Tenho uma tese, ainda carente de comprovação, de que uma mente diabólica urdiu os dois incêndios, de forma que numa única tacada conseguisse paralisar os dois maiores formadores de opinião de Minas Gerais, já que ali estudava a nata da intelectualidade mineira e do País. No caso do Santo Antônio, acusa-se um ferro de passar roupa, que foi esquecido ligado na alfaiataria, e no caso do "Caraça" um fogareiro teria sido o autor do feito. Por outro lado, sustento que, naquele momento crucial da história brasileira, com premeditação forjaram-se os dois incêndios.
Em todos os períodos da história humana, há as pessoas mais fundamentalistas que são irredutíveis no seu modo de ser e pensar. Não arredam um centímetro dos princípios fundamentais da organização a que pertencem. Neles acreditam como verdade absoluta, indiscutível, sem possibilidade de abrir-se à premissa do diálogo e à realidade do "outro".
Eu acuso essa mente diabólica de perpetrar ambos os incêndios. Em 1968, na França, o movimento estudantil reivindicava melhores condições de ensino, com ideais libertários contra a tradição da sociedade burguesa de então. Mas cada país tinha uma motivação diferente. No Brasil, o movimento estudantil tinha motivação política e lutava contra a ditadura imposta pelos militares. Ainda em nosso País, havia extremistas de ambos os lados, o que possibilitou o surgimento, por um lado, de guerrilhas urbanas, sequestros de embaixadores e ações terroristas e, por outro lado, de sessões de tortura nas celas do DOPS, patrulhamento ideológico, desaparecimento de cidadãos e perseguição dos simpatizantes do Comunismo. O acirramento das posições levou ao endurecimento do regime e à edição do AI-5. Nesse estado de coisas, os exageros são compreensíveis, mas os desfechos, imprevisíveis.
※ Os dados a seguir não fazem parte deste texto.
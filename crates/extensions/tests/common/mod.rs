//! Log capture shared by the integration tests.

#![allow(dead_code)]

use std::collections::BTreeMap;
use std::fmt;
use std::sync::Arc;

use parking_lot::Mutex;
use tracing::field::{Field, Visit};
use tracing::{Event, Level, Subscriber};
use tracing_subscriber::layer::{Context, Layer, SubscriberExt};

#[derive(Debug, Clone)]
pub struct CapturedEvent {
	pub level: Level,
	pub target: String,
	pub message: String,
	pub fields: BTreeMap<String, String>,
}

impl CapturedEvent {
	pub fn field(&self, name: &str) -> Option<&str> {
		self.fields.get(name).map(String::as_str)
	}
}

#[derive(Default)]
struct EventVisitor {
	message: String,
	fields: BTreeMap<String, String>,
}

impl Visit for EventVisitor {
	fn record_debug(&mut self, field: &Field, value: &dyn fmt::Debug) {
		let value = format!("{value:?}");
		if field.name() == "message" {
			self.message = value;
		} else {
			self.fields.insert(field.name().to_string(), value);
		}
	}

	fn record_str(&mut self, field: &Field, value: &str) {
		if field.name() == "message" {
			self.message = value.to_string();
		} else {
			self.fields.insert(field.name().to_string(), value.to_string());
		}
	}
}

#[derive(Clone, Default)]
struct CaptureLayer {
	events: Arc<Mutex<Vec<CapturedEvent>>>,
}

impl<S: Subscriber> Layer<S> for CaptureLayer {
	fn on_event(&self, event: &Event<'_>, _ctx: Context<'_, S>) {
		let mut visitor = EventVisitor::default();
		event.record(&mut visitor);
		let meta = event.metadata();
		self.events.lock().push(CapturedEvent {
			level: *meta.level(),
			target: meta.target().to_string(),
			message: visitor.message,
			fields: visitor.fields,
		});
	}
}

/// Runs `f` with a subscriber that records every event on this thread.
pub fn capture_logs<R>(f: impl FnOnce() -> R) -> (R, Vec<CapturedEvent>) {
	let layer = CaptureLayer::default();
	let events = Arc::clone(&layer.events);
	let subscriber = tracing_subscriber::registry().with(layer);
	let out = tracing::subscriber::with_default(subscriber, f);
	let events = std::mem::take(&mut *events.lock());
	(out, events)
}

pub fn errors_containing<'a>(events: &'a [CapturedEvent], needle: &str) -> Vec<&'a CapturedEvent> {
	events
		.iter()
		.filter(|e| e.level == Level::ERROR && e.message.contains(needle))
		.collect()
}
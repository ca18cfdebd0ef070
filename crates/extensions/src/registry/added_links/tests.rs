use pretty_assertions::assert_eq;
use rstest::rstest;

use super::*;

fn link(title: &str) -> AddedLinkConfig {
	AddedLinkConfig::new("dash/panel-menu")
		.title(title)
		.description("Opens the app")
		.path("/a/acme/explore")
}

fn register_one(config: AddedLinkConfig) -> RegisterReport {
	AddedLinksRegistry::new().register(PluginExtensionConfigs::new("acme", vec![config]))
}

#[test]
fn valid_link_is_stored_per_target() {
	let registry = AddedLinksRegistry::new();
	let config = AddedLinkConfig::new(["dash/panel-menu", "explore/toolbar"])
		.title("Open in Acme")
		.description("Opens the app")
		.path("/a/acme/explore")
		.icon("external-link-alt");
	let report = registry.register(PluginExtensionConfigs::new("acme", vec![config]));

	assert!(report.is_clean());
	assert_eq!(report.added, 2);
	let snap = registry.snapshot();
	let item = &snap.get("explore/toolbar").unwrap()[0];
	assert_eq!(item.plugin_id, "acme");
	assert_eq!(item.title, "Open in Acme");
	assert_eq!(item.path.as_deref(), Some("/a/acme/explore"));
	assert_eq!(item.icon.as_deref(), Some("external-link-alt"));
}

#[test]
fn on_click_without_path_is_accepted() {
	let config = AddedLinkConfig::new("dash/panel-menu")
		.title("Share")
		.description("Shares the panel")
		.on_click(|_| Ok(()));
	let report = register_one(config);
	assert_eq!(report.added, 1);
}

#[rstest]
#[case::no_title(AddedLinkConfig::new("dash/panel-menu").description("d").path("/a/acme/x"), ExtensionError::TitleMissing)]
#[case::no_description(AddedLinkConfig::new("dash/panel-menu").title("t").path("/a/acme/x"), ExtensionError::DescriptionMissing)]
#[case::no_path_or_on_click(AddedLinkConfig::new("dash/panel-menu").title("t").description("d"), ExtensionError::InvalidPathOrOnClick)]
#[case::foreign_path(AddedLinkConfig::new("dash/panel-menu").title("t").description("d").path("/a/other/x"), ExtensionError::InvalidPath)]
#[case::non_app_path(AddedLinkConfig::new("dash/panel-menu").title("t").description("d").path("/explore"), ExtensionError::InvalidPath)]
fn rejects_invalid_links(#[case] config: AddedLinkConfig, #[case] reason: ExtensionError) {
	let report = register_one(config);
	assert_eq!(report.added, 0);
	assert_eq!(report.rejected.len(), 1);
	assert_eq!(report.rejected[0].reason, reason);
}

#[test]
fn title_is_checked_before_path() {
	let config = AddedLinkConfig::new("dash/panel-menu").path("/elsewhere");
	let report = register_one(config);
	assert_eq!(report.rejected[0].reason, ExtensionError::TitleMissing);
}

#[test]
fn rejected_link_does_not_block_the_batch() {
	let registry = AddedLinksRegistry::new();
	let report = registry.register(PluginExtensionConfigs::new(
		"acme",
		vec![link("First"), AddedLinkConfig::new("dash/panel-menu"), link("Second")],
	));

	assert_eq!(report.added, 2);
	assert_eq!(report.rejected.len(), 1);
	let snap = registry.snapshot();
	let titles: Vec<_> = snap
		.get("dash/panel-menu")
		.unwrap()
		.iter()
		.map(|i| i.title.as_str())
		.collect();
	assert_eq!(titles, vec!["First", "Second"]);
}

#[test]
fn config_from_meta_keeps_declared_fields() {
	let meta = AddedLinkMeta {
		title: Some("Open".into()),
		description: Some("Opens".into()),
		targets: "dash/panel-menu".into(),
		path: Some("/a/acme/open".into()),
		icon: None,
		category: Some("Apps".into()),
	};
	let config = AddedLinkConfig::from(&meta);
	assert_eq!(config.title.as_deref(), Some("Open"));
	assert_eq!(config.category.as_deref(), Some("Apps"));
	assert!(config.on_click.is_none());
	assert_eq!(register_one(config).added, 1);
}
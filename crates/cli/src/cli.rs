use std::path::PathBuf;

use clap::{Parser, Subcommand};

#[derive(Parser, Debug)]
#[command(name = "outlet")]
#[command(about = "Inspect plugin extension registrations")]
#[command(version)]
/// Command-line arguments.
pub struct Cli {
	/// Host configuration file (TOML)
	#[arg(long, short = 'c', value_name = "PATH", default_value = "outlet.toml")]
	pub config: PathBuf,

	/// Emit logs as JSON lines
	#[arg(long)]
	pub json_logs: bool,

	#[command(subcommand)]
	pub command: Command,
}

#[derive(Subcommand, Debug)]
pub enum Command {
	/// Register declared links and check every other declared contribution
	Validate,
	/// Resolve the links of an extension point
	Resolve {
		/// Extension point id, e.g. grafana/dashboard/panel/menu
		extension_point: String,

		/// Resolve as this app plugin instead of as the host
		#[arg(long, value_name = "PLUGIN_ID")]
		as_plugin: Option<String>,

		/// Context handed to the links, as JSON
		#[arg(long, value_name = "JSON")]
		context: Option<String>,

		/// Keep at most this many links per plugin
		#[arg(long, value_name = "N")]
		limit_per_plugin: Option<usize>,
	},
}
Comemoração dos 100 anos da presença franciscana em São João del-Rei
Em 2004, a Paróquia São Francisco de Assis de São João del-Rei comemorou 100 anos da presença franciscana na cidade, através da apresentação da opereta "Legenda de Santa Clara", encenada no Teatro Municipal de São João del-Rei, tendo na regência o também autor da música, Frei Joel Postma o.f.m. ³, e, no acompanhamento ao piano, o autor deste artigo. O concerto ocorreu no dia 05/12/2004, tendo o comentarista Prof. Abgar Campos Tirado tecido inúmeros fatos alusivos à data e o historiador Luiz Antônio Ferreira projetado inúmeros diapositivos e "slides" do antigo Ginásio Santo Antônio. Além da participação intensa do Coral "Trovadores da Mantiqueira" de Santos Dumont, a opereta contou ainda com a atuação dos seguintes personagens:
Clara (criança): Carla Rosita da Silva
Clara (adulta): Márcia Cristina da S. Ferreira
Francisco: Valtair Francisco da Silva
Favarone: Frei Óton da Silva Araújo Júnior
Hortulana: Rute Pardini (soprano lírico coloratura — convidada especial)
Frei Junípero: Frei Óton da Silva Araújo Júnior
Solistas: Sérgio Donizete Ferreira e Aparecida de Oliveira Rosa
Cronista: Edson Roberto dos Santos
Arauto: José Fernando da Costa
Inesquecível a ária "O Amanhecer", cantada por Hortulana no 1º ato da opereta, cena 3:
"O Senhor me agraciou: sua luz me iluminou,
uma filha à luz darei: claro, Clara a chamarei!
Ao banhá-la em santa fonte, Clara lhe darei por nome;
claro, os planos do meu Rei, com certeza, alcançarei."
Releva citar que a letra dessa opereta foi criação do poeta pernambucano Padre Reginaldo Veloso, que muito se notabilizou como autor de poemas sacros e ativista da antiga Ação Católica Operária e cuja obra poética tem suas raízes na cultura popular, na inculturação religiosa e na literatura de cordel. A música, conforme mencionado, é de autoria de frei Joel Postma, que em 2009 está comemorando 53 anos de vida religiosa, com intensa atividade na área da música litúrgica.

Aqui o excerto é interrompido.